Another attribute we use for matching is the project/ICO name. Here a one to one match is not sufficient. Therefor we use so called fuzzy matching to determine the distance between two strings. The smaller the distance, the more likely we have a match. Besides these two we use other attributes as well.
Each evaluated attribute that results in an attribute match adds to an ICO match score, and when a certain ICO match score threshold is reached we identify the two ICOs as a match.
After we have our list of ICO matches the intelligent merging can be begin.
When I want to merge sources <A>, <B> and <C> the easiest would be of course if data set <A> would only contain attributes that are not in <B>, and <B> contains only attributes that are not in <C>. This would be easier, but would not help us with getting better quality data. We like to have multiple sources for the same attribute, so we can merge intelligently.

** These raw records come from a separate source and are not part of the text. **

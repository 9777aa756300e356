// Copyright (c) 2025 ADBC Drivers Contributors
//
// Licensed under the Apache License, Version 2.0 (the "License");
// you may not use this file except in compliance with the License.
// You may obtain a copy of the License at
//
//     http://www.apache.org/licenses/LICENSE-2.0
//
// Unless required by applicable law or agreed to in writing, software
// distributed under the License is distributed on an "AS IS" BASIS,
// WITHOUT WARRANTIES OR CONDITIONS OF ANY KIND, either express or implied.
// See the License for the specific language governing permissions and
// limitations under the License.

//! Row-at-a-time consumption of one result.
//!
//! The cursor walks the inline rows first and then every prefetched chunk in
//! ordinal order. A drained chunk is dropped before the next one is taken.

use crate::decode::{DecodedChunk, FormatDecoder};
use crate::error::{Error, Result, SnowflakeErrorHelper};
use crate::reader::scheduler::{ChunkProcessor, PrefetchScheduler, SchedulerStats};
use crate::types::chunk::{ChunkManifest, RawChunkBytes};
use crate::types::schema::{ColumnMeta, ColumnType, ResultSchemaRef};
use crate::value::Row;
use std::sync::Arc;
use tokio_util::sync::CancellationToken;
use tracing::{debug, trace};

/// Decodes a downloaded chunk into rows and checks the row count.
pub struct RowChunkProcessor {
    decoder: Arc<dyn FormatDecoder>,
    manifest: Arc<ChunkManifest>,
}

impl RowChunkProcessor {
    pub fn new(decoder: Arc<dyn FormatDecoder>, manifest: Arc<ChunkManifest>) -> Self {
        Self { decoder, manifest }
    }
}

impl ChunkProcessor<DecodedChunk> for RowChunkProcessor {
    fn process(&self, raw: RawChunkBytes) -> Result<DecodedChunk> {
        let ordinal = raw.ordinal;
        let rows = self.decoder.decode_chunk(&raw)?;

        if let Some(descriptor) = self.manifest.get(ordinal) {
            if descriptor.row_count != rows.len() {
                return Err(SnowflakeErrorHelper::decode().chunk(ordinal).message(format!(
                    "chunk decoded to {} rows, manifest declares {}",
                    rows.len(),
                    descriptor.row_count
                )));
            }
        }

        trace!("Chunk {}: decoded {} rows", ordinal, rows.len());
        Ok(DecodedChunk::remote(ordinal, rows))
    }
}

/// Where the cursor stands.
#[derive(Debug, Clone, Default)]
pub struct PipelineState {
    /// Chunk of the current row; `None` for inline rows or before the first row.
    pub chunk_ordinal: Option<usize>,
    pub row_offset: usize,
    /// Rows returned by `advance` so far.
    pub consumed: usize,
    /// No more rows will be returned.
    pub terminal: bool,
    /// The error that ended iteration, if any.
    pub pending_error: Option<Error>,
}

/// Sequential row access over inline rows plus prefetched chunks.
pub struct RowCursor {
    schema: ResultSchemaRef,
    inline: Option<DecodedChunk>,
    scheduler: Option<PrefetchScheduler<DecodedChunk>>,
    current: Option<DecodedChunk>,
    position: Option<usize>,
    state: PipelineState,
    cancel_token: CancellationToken,
    closed: bool,
}

impl std::fmt::Debug for RowCursor {
    fn fmt(&self, f: &mut std::fmt::Formatter<'_>) -> std::fmt::Result {
        f.debug_struct("RowCursor")
            .field("columns", &self.schema.len())
            .field("state", &self.state)
            .field("closed", &self.closed)
            .finish()
    }
}

impl RowCursor {
    /// Create a cursor. A started `scheduler` supplies the remote chunks and
    /// its token becomes the cursor's cancellation token.
    pub fn new(
        schema: ResultSchemaRef,
        inline_rows: Vec<Row>,
        scheduler: Option<PrefetchScheduler<DecodedChunk>>,
    ) -> Self {
        let cancel_token = scheduler
            .as_ref()
            .map(|s| s.cancellation_token())
            .unwrap_or_default();
        let inline = (!inline_rows.is_empty()).then(|| DecodedChunk::inline(inline_rows));

        Self {
            schema,
            inline,
            scheduler,
            current: None,
            position: None,
            state: PipelineState::default(),
            cancel_token,
            closed: false,
        }
    }

    /// Move to the next row.
    ///
    /// Returns `Ok(false)` at end of data, after a failure or after `close`.
    pub async fn advance(&mut self) -> Result<bool> {
        if self.closed {
            return Ok(false);
        }
        if self.cancel_token.is_cancelled() {
            self.current = None;
            self.position = None;
            self.state.terminal = true;
            return Err(SnowflakeErrorHelper::cancelled().message("result stream cancelled"));
        }
        if self.state.terminal {
            return Ok(false);
        }

        loop {
            if let Some(chunk) = &self.current {
                let next = self.position.map_or(0, |p| p + 1);
                if next < chunk.len() {
                    self.position = Some(next);
                    self.state.row_offset = next;
                    self.state.consumed += 1;
                    return Ok(true);
                }
                trace!("Released chunk {:?} after {} rows", chunk.ordinal, chunk.len());
                self.current = None;
                self.position = None;
            }

            if let Some(inline) = self.inline.take() {
                self.state.chunk_ordinal = None;
                self.current = Some(inline);
                continue;
            }

            let Some(scheduler) = &self.scheduler else {
                self.finish();
                return Ok(false);
            };

            match scheduler.next_chunk().await {
                Ok(Some(chunk)) => {
                    self.state.chunk_ordinal = chunk.ordinal;
                    self.current = Some(chunk);
                }
                Ok(None) => {
                    self.finish();
                    return Ok(false);
                }
                Err(e) => {
                    debug!("Row cursor stopped: {}", e);
                    self.state.terminal = true;
                    self.state.pending_error = Some(e.clone());
                    return Err(e);
                }
            }
        }
    }

    /// The row `advance` last moved to.
    pub fn current(&self) -> Option<&Row> {
        let position = self.position?;
        self.current.as_ref()?.rows.get(position)
    }

    /// Stop every background task and release all chunks. Idempotent.
    pub async fn close(&mut self) -> Result<()> {
        if self.closed {
            return Ok(());
        }
        self.closed = true;
        self.state.terminal = true;
        self.current = None;
        self.position = None;
        self.inline = None;
        self.cancel_token.cancel();

        if let Some(scheduler) = &self.scheduler {
            scheduler.shutdown().await;
        }
        debug!("Row cursor closed after {} rows", self.state.consumed);
        Ok(())
    }

    pub fn schema(&self) -> &ResultSchemaRef {
        &self.schema
    }

    pub fn columns(&self) -> Vec<String> {
        self.schema.column_names()
    }

    pub fn column_types(&self) -> Vec<ColumnType> {
        self.schema.column_types()
    }

    pub fn column_meta(&self) -> &[ColumnMeta] {
        self.schema.columns()
    }

    pub fn state(&self) -> &PipelineState {
        &self.state
    }

    /// The error that ended iteration, if any.
    pub fn error(&self) -> Option<&Error> {
        self.state.pending_error.as_ref()
    }

    pub fn is_closed(&self) -> bool {
        self.closed
    }

    /// Token a concurrent task can fire to abort iteration.
    pub fn cancellation_token(&self) -> CancellationToken {
        self.cancel_token.clone()
    }

    pub fn scheduler_stats(&self) -> Option<SchedulerStats> {
        self.scheduler.as_ref().map(|s| s.stats())
    }

    fn finish(&mut self) {
        self.state.terminal = true;
        debug!("Row cursor exhausted after {} rows", self.state.consumed);
    }
}

#[cfg(test)]
mod tests {
    use super::*;
    use crate::decode::{DecodeOptions, JsonRowDecoder};
    use crate::error::ErrorKind;
    use crate::reader::fetcher::ChunkFetcher;
    use crate::types::chunk::ChunkDescriptor;
    use crate::types::response::ResultFormat;
    use crate::types::schema::{ColumnMeta, ColumnType, ResultSchema, TypeKind};
    use crate::value::Value;
    use async_trait::async_trait;
    use std::collections::HashMap;
    use std::time::Duration;
    use tokio::runtime::Handle;

    /// Serves canned JSON bodies by ordinal.
    #[derive(Debug)]
    struct CannedFetcher {
        bodies: HashMap<usize, &'static str>,
    }

    #[async_trait]
    impl ChunkFetcher for CannedFetcher {
        async fn fetch(
            &self,
            descriptor: &ChunkDescriptor,
            _cancel: &CancellationToken,
        ) -> Result<RawChunkBytes> {
            Ok(RawChunkBytes {
                ordinal: descriptor.ordinal,
                format: ResultFormat::Json,
                bytes: self.bodies[&descriptor.ordinal].as_bytes().to_vec(),
            })
        }
    }

    fn schema() -> ResultSchemaRef {
        Arc::new(ResultSchema::new(vec![ColumnMeta::new(
            "N",
            ColumnType::new(TypeKind::Fixed),
        )]))
    }

    fn cursor(inline: Vec<i64>, chunks: Vec<(&'static str, i64)>) -> RowCursor {
        let schema = schema();
        let manifest = Arc::new(
            ChunkManifest::new(
                chunks
                    .iter()
                    .enumerate()
                    .map(|(i, (_, rows))| (format!("https://stage/{}", i), *rows, 0, 0)),
                inline.len(),
                None,
            )
            .unwrap(),
        );
        let fetcher = Arc::new(CannedFetcher {
            bodies: chunks.iter().map(|(body, _)| *body).enumerate().collect(),
        });
        let decoder = Arc::new(JsonRowDecoder::new(schema.clone(), DecodeOptions::default()));
        let scheduler = PrefetchScheduler::new(
            manifest.clone(),
            fetcher,
            Arc::new(RowChunkProcessor::new(decoder, manifest)),
            2,
            Some(Duration::from_millis(20)),
            CancellationToken::new(),
            Handle::current(),
        );
        scheduler.start();

        let inline = inline
            .into_iter()
            .map(|n| Row::new(vec![Value::Int(n)]))
            .collect();
        RowCursor::new(schema, inline, Some(scheduler))
    }

    async fn drain(cursor: &mut RowCursor) -> Result<Vec<i64>> {
        let mut out = Vec::new();
        while cursor.advance().await? {
            match cursor.current().unwrap()[0] {
                Value::Int(n) => out.push(n),
                ref other => panic!("unexpected value {:?}", other),
            }
        }
        Ok(out)
    }

    #[tokio::test]
    async fn test_inline_then_chunks_in_order() {
        let mut cursor = cursor(vec![1, 2], vec![(r#"["3"],["4"]"#, 2), (r#"["5"]"#, 1)]);
        assert_eq!(drain(&mut cursor).await.unwrap(), vec![1, 2, 3, 4, 5]);
        assert!(cursor.state().terminal);
        assert_eq!(cursor.state().consumed, 5);
        assert!(cursor.current().is_none());
        assert!(!cursor.advance().await.unwrap());
    }

    #[tokio::test]
    async fn test_inline_only_cursor() {
        let inline = vec![Row::new(vec![Value::Int(9)])];
        let mut cursor = RowCursor::new(schema(), inline, None);
        assert!(cursor.advance().await.unwrap());
        assert_eq!(cursor.current().unwrap()[0], Value::Int(9));
        assert_eq!(cursor.state().chunk_ordinal, None);
        assert!(!cursor.advance().await.unwrap());
    }

    #[tokio::test]
    async fn test_row_count_mismatch_is_decode_error() {
        let mut cursor = cursor(vec![], vec![(r#"["1"]"#, 1), (r#"["2"]"#, 3)]);
        assert!(cursor.advance().await.unwrap());

        let err = cursor.advance().await.unwrap_err();
        assert_eq!(err.kind(), ErrorKind::Decode);
        assert_eq!(err.chunk(), Some(1));
        assert!(cursor.current().is_none());
        assert!(cursor.error().is_some());
        assert!(!cursor.advance().await.unwrap());
    }

    #[tokio::test]
    async fn test_malformed_chunk_surfaces_at_its_ordinal() {
        let mut cursor = cursor(vec![7], vec![(r#"["8"]"#, 1), (r#"["oops"#, 1)]);
        assert!(cursor.advance().await.unwrap());
        assert!(cursor.advance().await.unwrap());
        assert_eq!(cursor.current().unwrap()[0], Value::Int(8));

        let err = cursor.advance().await.unwrap_err();
        assert_eq!(err.kind(), ErrorKind::Decode);
        assert_eq!(err.chunk(), Some(1));
        cursor.close().await.unwrap();
    }

    #[tokio::test]
    async fn test_close_is_idempotent_and_ends_iteration() {
        let mut cursor = cursor(vec![1], vec![(r#"["2"]"#, 1)]);
        assert!(cursor.advance().await.unwrap());

        cursor.close().await.unwrap();
        cursor.close().await.unwrap();
        assert!(cursor.is_closed());
        assert!(!cursor.advance().await.unwrap());
        assert_eq!(cursor.columns(), vec!["N".to_string()]);
        let stats = cursor.scheduler_stats().unwrap();
        assert_eq!(stats.in_flight, 0);
        assert_eq!(stats.buffered, 0);
    }

    #[tokio::test]
    async fn test_cancel_token_fails_advance() {
        let mut cursor = cursor(vec![1, 2], vec![(r#"["3"]"#, 1)]);
        assert!(cursor.advance().await.unwrap());

        cursor.cancellation_token().cancel();
        let err = cursor.advance().await.unwrap_err();
        assert!(err.is_cancelled());
        assert!(cursor.current().is_none());
        cursor.close().await.unwrap();
    }
}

For each attribute we have defined the list of sources that could provide this attribute when the value is not missing. Then we created for each attribute a ranking of the sources. This means the higher a source is, the more we believe this source has a correct value.
When we now merge <A>, <B> and <C> we look for each attribute if there is a value present in each of the sources and apply the ranking to determine the weight of this value. The value that has the most weight will be in the final data set.
After we have matched and merged all available data sources each row will get's its ICO Data Superset ID. Since we still have the keys of the linked original data sources we are able to process updates of all individual data sources very easily.